Snow on Hells Canyon

Snow on Hells Canyon

Hells Canyon is worth seeing, whatever time of year you manage to get down there.

I’ve heard several connoisseurs of the canyon argue that an early spring look at those imposing walls is an entirely different experience and not to be missed.

The canyon is all greened up, for one thing. Even the smaller creeks are in business and waterfalls are running full force. Wildflowers run streaks of color up to the rims, and you might catch sight of more wildlife than later in the year, before they move to higher ground as summer heats things up down low. Also, if you’re looking to save on sunscreen, the temperatures not being cranked up as high will be working in your favor.

I got my first look at Hells in the spring last year, and the temperature was definitely lower than the summer float trips I’d been on. Usually it doesn’t take much to work up a sweat, but this time it was snowing on us before we even left the boat ramp below Hells Canyon Dam. But it was a light snow. I will say that. And it soon let up. The few flakes were worth it to look up later from camp and see the top of the canyon white, where I’m used to seeing sun-baked rock.

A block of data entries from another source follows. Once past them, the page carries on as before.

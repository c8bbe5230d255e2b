//! Dihedral symmetries of the board.
//!
//! Every board has up to 8 geometric variants: 0–3 quarter turns clockwise, each
//! optionally followed by a horizontal mirror. Positions that differ only by such a
//! transform play identically, so they share one canonical representative: the
//! variant with the largest [`BoardIndex`].

use super::{
    BOARD_SIZE, CELL_COUNT,
    board::{Board, BoardIndex},
};

impl Board {
    /// Rotates the board 90° clockwise.
    ///
    /// Output cell `(row, col)` is input cell `(2 - col, row)`.
    #[must_use]
    pub fn rotated(&self) -> Self {
        let mut rotated = Board::EMPTY;
        for row in 0..BOARD_SIZE {
            for col in 0..BOARD_SIZE {
                rotated.set(
                    row * BOARD_SIZE + col,
                    self.at(BOARD_SIZE - 1 - col, row),
                );
            }
        }
        rotated
    }

    /// Mirrors the board horizontally.
    ///
    /// Output cell `(row, col)` is input cell `(row, 2 - col)`.
    #[must_use]
    pub fn flipped(&self) -> Self {
        let mut flipped = Board::EMPTY;
        for row in 0..BOARD_SIZE {
            for col in 0..BOARD_SIZE {
                flipped.set(
                    row * BOARD_SIZE + col,
                    self.at(row, BOARD_SIZE - 1 - col),
                );
            }
        }
        flipped
    }

    /// Finds the canonical orientation of this board.
    ///
    /// Variants are enumerated with the flip state in the outer loop and the
    /// rotation count in the inner loop (see [`Symmetry::ALL`]). Only a strictly
    /// greater index replaces the current best, so on ties the variant reached
    /// with fewer transforms wins.
    ///
    /// # Example
    ///
    /// ```
    /// use matchbox_engine::Board;
    ///
    /// let board: Board = "  X      ".parse().unwrap();
    /// let canonical = board.canonical();
    /// assert_eq!(canonical.board, "X        ".parse().unwrap());
    /// assert_eq!(canonical.symmetry.rotations(), 3);
    /// assert!(!canonical.symmetry.is_flipped());
    /// ```
    #[must_use]
    pub fn canonical(&self) -> Canonical {
        let mut best = Canonical {
            board: *self,
            index: self.index(),
            symmetry: Symmetry::IDENTITY,
        };
        for symmetry in Symmetry::ALL {
            let board = symmetry.apply(self);
            let index = board.index();
            if index > best.index {
                best = Canonical {
                    board,
                    index,
                    symmetry,
                };
            }
        }
        best
    }
}

/// Result of [`Board::canonical`].
#[derive(Debug, Clone, Copy, PartialEq, Eq)]
pub struct Canonical {
    /// The canonical variant.
    pub board: Board,
    /// Index of [`Self::board`].
    pub index: BoardIndex,
    /// Transform that maps the original board onto [`Self::board`].
    pub symmetry: Symmetry,
}

/// A board transform: `rotations` quarter turns clockwise, then an optional
/// horizontal flip.
#[derive(Debug, Clone, Copy, PartialEq, Eq, Hash, Default)]
pub struct Symmetry {
    rotations: u8,
    flipped: bool,
}

impl Symmetry {
    pub const IDENTITY: Self = Self {
        rotations: 0,
        flipped: false,
    };

    /// All 8 transforms in canonicalization order: flip state outer, rotations inner.
    #[expect(clippy::cast_possible_truncation)]
    pub const ALL: [Self; 8] = {
        let mut all = [Self::IDENTITY; 8];
        let mut i = 0;
        while i < 8 {
            all[i] = Self {
                rotations: (i % 4) as u8,
                flipped: i >= 4,
            };
            i += 1;
        }
        all
    };

    /// Creates a transform; `rotations` is taken modulo 4.
    #[must_use]
    pub const fn new(rotations: u8, flipped: bool) -> Self {
        Self {
            rotations: rotations % 4,
            flipped,
        }
    }

    #[must_use]
    pub const fn rotations(self) -> u8 {
        self.rotations
    }

    #[must_use]
    pub const fn is_flipped(self) -> bool {
        self.flipped
    }

    /// Number of flips applied (0 or 1).
    #[must_use]
    pub fn flips(self) -> u8 {
        u8::from(self.flipped)
    }

    #[must_use]
    pub fn is_identity(self) -> bool {
        self == Self::IDENTITY
    }

    /// Returns a new board with this transform applied.
    #[must_use]
    pub fn apply(self, board: &Board) -> Board {
        let mut out = *board;
        for _ in 0..self.rotations {
            out = out.rotated();
        }
        if self.flipped {
            out = out.flipped();
        }
        out
    }

    /// Maps a cell position of the original board to its position on the
    /// transformed board.
    ///
    /// # Panics
    ///
    /// Panics if `cell` is not below [`CELL_COUNT`].
    #[must_use]
    pub fn map_cell(self, cell: usize) -> usize {
        assert!(cell < CELL_COUNT, "cell {cell} is out of range");
        let (mut row, mut col) = (cell / BOARD_SIZE, cell % BOARD_SIZE);
        for _ in 0..self.rotations {
            (row, col) = (col, BOARD_SIZE - 1 - row);
        }
        if self.flipped {
            col = BOARD_SIZE - 1 - col;
        }
        row * BOARD_SIZE + col
    }
}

Coffee tastes better on a brisk morning, anyhow, and it was refreshing to not be chasing shade like it was worth ten dollars a square foot, which can be the summer routine. Instead, we’d float into a sun break and start peeling off the fleece jackets to soak up the blue sky and sunlight.

It doesn’t get terribly cold, but I do recall waking up to find a light frost on the ground. And technically that’s freezing. So if you want to see the deepest canyon in North America when Hells is freezing over, spring’s your time.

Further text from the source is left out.